You’ve all heard the one about carrots and other orange-coloured fruits and vegetables being good for your eye health. While that’s true (it’s the beta-carotene, a form of vitamin A, that helps the retina and other parts of the eye to function at their best) there are also several other vitamins and minerals that are essential for healthy eyes.
Approximately 7 per cent of Australians meet the Australian Dietary Guidelines for vegetable intake according to the Australian Bureau of Statistics.
However, getting your five serves of vegetables each day can assist in reducing your risk of age-related macular degeneration, glaucoma and cataracts.
By making these vegetables a staple in your diet, you’ll be well on your way to keeping your peepers in tip-top shape.
Think spinach, kale, Brussels sprouts, cabbage and broccoli. These are all packed with lutein and zeaxanthin, which are antioxidants found to lower the risk of macular degeneration and cataracts.

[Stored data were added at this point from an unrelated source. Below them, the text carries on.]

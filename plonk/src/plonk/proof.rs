use crate::errors::{PlonkError, Result};
use crate::poly_commit::kzg_poly_com::{KZGBatchOpeningProof, KZGOpenProof};
use bnplonk_algebra::bn254::{BN254Scalar, BN254G1};
use serde::{Deserialize, Serialize};

/// The number of claimed values of the batched opening that do not belong
/// to custom gates.
pub const NB_FIXED_CLAIMED_VALUES: usize = 7;

/// A proof.
#[derive(Debug, Clone, PartialEq, Eq, Serialize, Deserialize)]
pub struct Proof {
    /// The commitments to the left, right and output wires.
    pub lro: [BN254G1; 3],
    /// The commitment to the permutation grand product.
    pub z: BN254G1,
    /// The commitments to the three parts of the quotient.
    pub h: [BN254G1; 3],
    /// The BSB22 commitments of the custom gates.
    pub bsb22_commitments: Vec<BN254G1>,
    /// The opening at `zeta` of the folded quotient, the linearized
    /// polynomial, the wires, the first two permutation polynomials and the
    /// custom gate selectors, in this order.
    pub batched_proof: KZGBatchOpeningProof<BN254G1>,
    /// The opening of the grand product at `zeta * generator`.
    pub z_shifted_opening: KZGOpenProof<BN254G1>,
}

/// The evaluations claimed by a proof.
#[derive(Debug, Clone, PartialEq, Eq)]
pub struct ProofEvaluations {
    /// The quotient at `zeta`.
    pub quotient: BN254Scalar,
    /// The linearized polynomial at `zeta`.
    pub linearized_polynomial: BN254Scalar,
    /// The left wire at `zeta`.
    pub l: BN254Scalar,
    /// The right wire at `zeta`.
    pub r: BN254Scalar,
    /// The output wire at `zeta`.
    pub o: BN254Scalar,
    /// The first permutation polynomial at `zeta`.
    pub s1: BN254Scalar,
    /// The second permutation polynomial at `zeta`.
    pub s2: BN254Scalar,
    /// The custom gate selectors at `zeta`.
    pub qcp: Vec<BN254Scalar>,
    /// The grand product at `zeta * generator`.
    pub z_shifted: BN254Scalar,
}

impl ProofEvaluations {
    /// Name the claimed values of `proof`, checking there is one per
    /// committed polynomial.
    pub fn parse(proof: &Proof) -> Result<Self> {
        let values = &proof.batched_proof.claimed_values;
        let expected = NB_FIXED_CLAIMED_VALUES + proof.bsb22_commitments.len();
        if values.len() != expected {
            return Err(PlonkError::MalformedProof(format!(
                "expected {} claimed values, got {}",
                expected,
                values.len()
            )));
        }

        Ok(ProofEvaluations {
            quotient: values[0],
            linearized_polynomial: values[1],
            l: values[2],
            r: values[3],
            o: values[4],
            s1: values[5],
            s2: values[6],
            qcp: values[NB_FIXED_CLAIMED_VALUES..].to_vec(),
            z_shifted: proof.z_shifted_opening.claimed_value,
        })
    }
}
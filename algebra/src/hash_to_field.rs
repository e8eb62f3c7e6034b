use crate::prelude::*;
use digest::{core_api::BlockSizeUser, Digest};
use sha2::Sha256;

/// The number of bytes expanded per field element, `ceil((254 + 128) / 8)`.
pub const HASH_TO_FIELD_ELEMENT_LEN: usize = 48;

/// Expand `msg` into `len_in_bytes` pseudo-random bytes following
/// `expand_message_xmd` of RFC 9380.
pub fn expand_message_xmd<D: Digest + BlockSizeUser>(
    msg: &[u8],
    dst: &[u8],
    len_in_bytes: usize,
) -> Result<Vec<u8>> {
    let b_in_bytes = <D as Digest>::output_size();
    let s_in_bytes = D::block_size();

    let ell = (len_in_bytes + b_in_bytes - 1) / b_in_bytes;
    if ell > 255 || len_in_bytes > u16::MAX as usize || dst.len() > 255 {
        return Err(AlgebraError::HashToFieldLengthError);
    }

    let mut dst_prime = dst.to_vec();
    dst_prime.push(dst.len() as u8);

    let mut hasher = D::new();
    hasher.update(vec![0u8; s_in_bytes]);
    hasher.update(msg);
    hasher.update((len_in_bytes as u16).to_be_bytes());
    hasher.update([0u8]);
    hasher.update(&dst_prime);
    let b_0 = hasher.finalize();

    let mut hasher = D::new();
    hasher.update(&b_0);
    hasher.update([1u8]);
    hasher.update(&dst_prime);
    let mut b_i = hasher.finalize();

    let mut uniform_bytes = Vec::with_capacity(ell * b_in_bytes);
    uniform_bytes.extend_from_slice(&b_i);
    for i in 2..=ell {
        let mut hasher = D::new();
        let xored: Vec<u8> = b_0.iter().zip(b_i.iter()).map(|(a, b)| a ^ b).collect();
        hasher.update(xored);
        hasher.update([i as u8]);
        hasher.update(&dst_prime);
        b_i = hasher.finalize();
        uniform_bytes.extend_from_slice(&b_i);
    }

    uniform_bytes.truncate(len_in_bytes);
    Ok(uniform_bytes)
}

/// Hash `msg` into `count` scalars: each element reads
/// [`HASH_TO_FIELD_ELEMENT_LEN`] expanded bytes as a big-endian integer
/// reduced modulo the field order.
pub fn hash_to_field<S: Scalar>(msg: &[u8], dst: &[u8], count: usize) -> Result<Vec<S>> {
    let uniform_bytes =
        expand_message_xmd::<Sha256>(msg, dst, count * HASH_TO_FIELD_ELEMENT_LEN)?;
    Ok(uniform_bytes
        .chunks(HASH_TO_FIELD_ELEMENT_LEN)
        .map(S::from_be_bytes_mod_order)
        .collect())
}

Yellow capsicum has a really high amount of zeaxanthin — more than any other fruit or vegetable. Zeaxanthin is found in your retina and cannot be produced by your body, which means what you eat is important.
A study conducted some years ago found that a large serving of eggplants reduced the pupil size by 23 per cent and improved near point focus by 9 per cent. Eggplant has also been found to treat glaucoma, reading problems and other eye conditions.
Black-eyed peas (no, not the music group), Lima beans, kidney beans, lentils and other legumes are high in bioflavinoids and zinc, which studies suggest can help protect your retina and lower the risk of developing macular degeneration and cataracts.
Finally, corn contains by lutein and zeaxanthin, and as has been written above this is good for reducing your risk of macular degeneration and cataracts. It’s believed that the longer you cook your corn the higher the level of lutein is per serving.